* [DESCRIPTION OF THE TASK] Look at each line of the listing. Copy those that hold the string "ConfigBuilder".

* [GIVEN RECORDS]
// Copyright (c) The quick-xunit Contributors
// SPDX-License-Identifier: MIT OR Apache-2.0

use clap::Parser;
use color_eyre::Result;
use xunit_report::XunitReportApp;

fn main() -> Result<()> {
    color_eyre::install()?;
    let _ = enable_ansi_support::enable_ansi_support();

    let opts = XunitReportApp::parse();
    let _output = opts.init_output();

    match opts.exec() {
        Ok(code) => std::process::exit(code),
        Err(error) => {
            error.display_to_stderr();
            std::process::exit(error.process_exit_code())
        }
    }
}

...

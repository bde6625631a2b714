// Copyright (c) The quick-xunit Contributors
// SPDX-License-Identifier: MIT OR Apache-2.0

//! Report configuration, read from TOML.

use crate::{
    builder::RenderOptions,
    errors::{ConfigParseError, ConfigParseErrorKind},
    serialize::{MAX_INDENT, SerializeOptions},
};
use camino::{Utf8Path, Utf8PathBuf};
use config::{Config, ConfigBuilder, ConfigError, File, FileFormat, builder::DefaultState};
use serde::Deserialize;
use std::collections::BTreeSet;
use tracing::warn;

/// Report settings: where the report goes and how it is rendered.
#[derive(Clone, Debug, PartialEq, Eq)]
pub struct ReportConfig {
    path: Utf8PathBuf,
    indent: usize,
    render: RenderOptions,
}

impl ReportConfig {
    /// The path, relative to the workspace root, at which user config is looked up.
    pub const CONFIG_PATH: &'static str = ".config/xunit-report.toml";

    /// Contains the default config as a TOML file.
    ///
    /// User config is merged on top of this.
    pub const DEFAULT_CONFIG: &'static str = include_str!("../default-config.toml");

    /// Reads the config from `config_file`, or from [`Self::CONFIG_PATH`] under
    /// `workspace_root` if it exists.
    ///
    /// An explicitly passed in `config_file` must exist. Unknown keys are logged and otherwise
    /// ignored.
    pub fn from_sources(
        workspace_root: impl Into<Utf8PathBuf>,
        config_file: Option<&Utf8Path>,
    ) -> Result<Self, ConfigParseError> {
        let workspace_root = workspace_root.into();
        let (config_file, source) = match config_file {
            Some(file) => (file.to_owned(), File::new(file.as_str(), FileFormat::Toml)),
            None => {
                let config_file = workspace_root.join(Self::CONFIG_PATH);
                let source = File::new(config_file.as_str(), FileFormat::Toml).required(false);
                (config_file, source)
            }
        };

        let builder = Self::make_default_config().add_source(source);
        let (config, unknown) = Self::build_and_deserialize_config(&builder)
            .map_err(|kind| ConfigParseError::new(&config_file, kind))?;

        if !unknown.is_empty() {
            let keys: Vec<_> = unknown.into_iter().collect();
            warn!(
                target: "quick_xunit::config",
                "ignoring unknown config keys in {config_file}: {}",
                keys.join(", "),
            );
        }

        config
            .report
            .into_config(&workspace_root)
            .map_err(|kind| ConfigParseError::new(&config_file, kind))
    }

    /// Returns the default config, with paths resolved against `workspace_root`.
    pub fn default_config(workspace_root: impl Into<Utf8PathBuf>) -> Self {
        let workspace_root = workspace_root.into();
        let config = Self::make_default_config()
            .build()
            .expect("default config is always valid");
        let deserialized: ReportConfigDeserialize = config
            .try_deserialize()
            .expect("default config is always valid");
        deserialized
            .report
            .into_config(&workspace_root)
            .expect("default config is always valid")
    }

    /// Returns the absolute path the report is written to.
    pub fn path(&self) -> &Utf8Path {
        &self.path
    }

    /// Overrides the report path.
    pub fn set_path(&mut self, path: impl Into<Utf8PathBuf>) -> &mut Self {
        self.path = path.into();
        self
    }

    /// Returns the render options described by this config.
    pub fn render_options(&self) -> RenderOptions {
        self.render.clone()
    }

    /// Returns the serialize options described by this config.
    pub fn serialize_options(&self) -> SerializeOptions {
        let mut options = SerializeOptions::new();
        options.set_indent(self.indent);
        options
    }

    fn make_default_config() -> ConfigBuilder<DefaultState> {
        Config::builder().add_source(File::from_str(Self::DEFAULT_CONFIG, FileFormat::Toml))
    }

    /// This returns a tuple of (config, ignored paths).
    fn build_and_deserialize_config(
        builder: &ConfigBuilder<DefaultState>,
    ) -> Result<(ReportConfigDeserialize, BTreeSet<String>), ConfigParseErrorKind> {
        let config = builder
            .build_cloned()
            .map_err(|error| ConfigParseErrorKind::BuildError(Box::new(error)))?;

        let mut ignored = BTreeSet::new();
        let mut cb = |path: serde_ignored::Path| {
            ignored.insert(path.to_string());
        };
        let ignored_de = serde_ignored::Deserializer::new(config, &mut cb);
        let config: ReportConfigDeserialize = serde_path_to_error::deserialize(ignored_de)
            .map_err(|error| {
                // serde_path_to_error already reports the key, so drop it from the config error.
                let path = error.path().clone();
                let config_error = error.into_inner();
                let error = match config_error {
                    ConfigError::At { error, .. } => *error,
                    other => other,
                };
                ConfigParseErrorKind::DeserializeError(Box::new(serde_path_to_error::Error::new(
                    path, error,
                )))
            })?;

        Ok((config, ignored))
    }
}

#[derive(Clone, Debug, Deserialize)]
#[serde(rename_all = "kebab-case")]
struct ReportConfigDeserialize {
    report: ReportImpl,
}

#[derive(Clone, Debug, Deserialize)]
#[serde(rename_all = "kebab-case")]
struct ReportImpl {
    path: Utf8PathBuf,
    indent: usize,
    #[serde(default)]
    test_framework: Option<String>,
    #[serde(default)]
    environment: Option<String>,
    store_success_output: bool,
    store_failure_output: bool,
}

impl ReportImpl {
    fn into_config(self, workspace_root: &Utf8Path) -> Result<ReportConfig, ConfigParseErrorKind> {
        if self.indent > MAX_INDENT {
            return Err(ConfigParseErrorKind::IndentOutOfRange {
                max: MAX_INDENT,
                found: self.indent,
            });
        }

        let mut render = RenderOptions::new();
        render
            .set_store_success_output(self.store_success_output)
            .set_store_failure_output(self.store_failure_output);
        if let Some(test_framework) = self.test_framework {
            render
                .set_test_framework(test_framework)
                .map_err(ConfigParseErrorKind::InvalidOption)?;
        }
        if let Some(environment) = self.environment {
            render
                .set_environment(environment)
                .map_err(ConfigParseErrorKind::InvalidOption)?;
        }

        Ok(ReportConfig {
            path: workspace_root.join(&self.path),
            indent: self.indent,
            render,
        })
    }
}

* [EXERCISE ANSWER]
use config::{Config, ConfigBuilder, ConfigError, File, FileFormat, builder::DefaultState};
    fn make_default_config() -> ConfigBuilder<DefaultState> {
        builder: &ConfigBuilder<DefaultState>,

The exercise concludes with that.